Cinematograph Act 1952
- Parliament of the United Kingdom
- Long title: An Act to extend and amend the Cinematograph Act, 1909, and, as respects cinematograph entertainments, to modify the enactments relating to music and dancing licences.
- Citation: 15 & 16 Geo. 6 & 1 Eliz. 2. c. 68
- Territorial extent: England and Wales; Scotland;

Dates
- Royal assent: 30 October 1952
- Commencement: 1 January 1956
- Repealed: 26 June 1985

Other legislation
- Amends: Cinematograph Act 1909
- Amended by: Courts Act 1971; Fire Precautions Act 1971; Cinematograph (Amendment) Act 1982;
- Repealed by: Cinemas Act 1985

Status: Repealed

Text of statute as originally enacted

= Cinematograph Act 1952 =

Act of the Parliament of the United Kingdom

The Cinematograph Act 1952 (15 & 16 Geo. 6 & 1 Eliz. 2. c. 68) was an act of the Parliament of the United Kingdom.

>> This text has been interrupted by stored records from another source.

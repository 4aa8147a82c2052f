//! Session controller implementation
//!
//! Owns the status, speaking indicator and transcript of one conversation.
//! Everything here runs on the conversation task, so each method applies a
//! single input completely before the next one is looked at. Calls into the
//! transport are split in two: `begin_*` updates local state and hands back
//! what the caller needs to talk to the agent, `finish_*` applies the result
//! once the call resolves. Agent events may be handled in between.

use std::sync::Arc;
use std::time::Instant;

use chrono::Utc;
use serde::{Deserialize, Serialize};
use tokio::sync::broadcast;
use tracing::{debug, info, warn};

use crate::agent::AgentSession;
use crate::error::{SessionError, TransportError};
use crate::events::{AgentEvent, SessionEvent};
use crate::notify::{Notice, Notifier, Severity};

use super::transcript::{Role, Transcript};

/// Lifecycle status of the conversation session
#[derive(Debug, Clone, Copy, PartialEq, Eq, Default, Serialize, Deserialize)]
#[serde(rename_all = "snake_case")]
pub enum SessionStatus {
    #[default]
    Idle,
    Connecting,
    Connected,
    Ended,
    Errored,
}

impl SessionStatus {
    /// Whether a session is open or being opened
    pub fn is_active(&self) -> bool {
        matches!(self, SessionStatus::Connecting | SessionStatus::Connected)
    }
}

impl std::fmt::Display for SessionStatus {
    fn fmt(&self, f: &mut std::fmt::Formatter<'_>) -> std::fmt::Result {
        match self {
            SessionStatus::Idle => write!(f, "Idle"),
            SessionStatus::Connecting => write!(f, "Connecting"),
            SessionStatus::Connected => write!(f, "Connected"),
            SessionStatus::Ended => write!(f, "Ended"),
            SessionStatus::Errored => write!(f, "Errored"),
        }
    }
}

/// What the user should see while connected
#[derive(Debug, Clone, Copy, PartialEq, Eq, Serialize, Deserialize)]
#[serde(rename_all = "snake_case")]
pub enum Indicator {
    /// The agent is talking
    Speaking,
    /// The agent is waiting for the user
    Listening,
}

/// A start request that has been accepted locally but not yet by the agent
pub struct StartAttempt {
    previous: SessionStatus,
    agent: Arc<dyn AgentSession>,
    agent_id: String,
}
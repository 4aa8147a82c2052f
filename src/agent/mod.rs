//! Agent session capability
//!
//! The transport that talks to the remote voice agent. Implementations
//! deliver their events into the single ordered queue they were built with.

mod loopback;

use async_trait::async_trait;

use crate::error::TransportError;

pub use loopback::LoopbackAgent;

/// Opens and closes sessions with a remote agent
#[async_trait]
pub trait AgentSession: Send + Sync {
    /// Begin a session with the given agent
    async fn start(&self, agent_id: &str) -> Result<(), TransportError>;

    /// Tear down the current session
    async fn end(&self) -> Result<(), TransportError>;

    /// Send a typed user utterance instead of speech
    async fn send_text(&self, _text: &str) -> Result<(), TransportError> {
        Err(TransportError::Unsupported)
    }
}

#[cfg(test)]
pub(crate) mod testing {
    use std::sync::atomic::{AtomicUsize, Ordering};
    use std::sync::{Arc, Mutex};

    use super::*;

    /// Counters shared between a test and the boxed agent it handed out
    #[derive(Default)]
    pub struct AgentCalls {
        starts: AtomicUsize,
        ends: AtomicUsize,
        texts: Mutex<Vec<String>>,
    }

    impl AgentCalls {
        pub fn starts(&self) -> usize {
            self.starts.load(Ordering::SeqCst)
        }

        pub fn ends(&self) -> usize {
            self.ends.load(Ordering::SeqCst)
        }

        pub fn texts(&self) -> Vec<String> {
            self.texts.lock().unwrap().clone()
        }
    }

    /// Agent whose start/end outcomes are fixed up front
    pub struct ScriptedAgent {
        start_result: Result<(), TransportError>,
        end_result: Result<(), TransportError>,
        calls: Arc<AgentCalls>,
    }

    impl ScriptedAgent {
        pub fn new() -> (Self, Arc<AgentCalls>) {
            let calls = Arc::new(AgentCalls::default());
            let agent = Self {
                start_result: Ok(()),
                end_result: Ok(()),
                calls: calls.clone(),
            };
            (agent, calls)
        }

        pub fn failing_start(mut self, err: TransportError) -> Self {
            self.start_result = Err(err);
            self
        }

        pub fn failing_end(mut self, err: TransportError) -> Self {
            self.end_result = Err(err);
            self
        }
    }

    #[async_trait]
    impl AgentSession for ScriptedAgent {
        async fn start(&self, _agent_id: &str) -> Result<(), TransportError> {
            self.calls.starts.fetch_add(1, Ordering::SeqCst);
            self.start_result.clone()
        }

        async fn end(&self) -> Result<(), TransportError> {
            self.calls.ends.fetch_add(1, Ordering::SeqCst);
            self.end_result.clone()
        }

        async fn send_text(&self, text: &str) -> Result<(), TransportError> {
            self.calls.texts.lock().unwrap().push(text.to_string());
            Ok(())
        }
    }
}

This act extended and amended the Cinematograph Act 1909 (9 Edw. 7. c. 30) relating to cinematograph entertainments, and modified it relating to music and dancing licences.

== Subsequent developments ==
The whole act was repealed by section 24(2) of, and schedule 3 to, the Cinemas Act 1985, which came into force on 26 June 1985.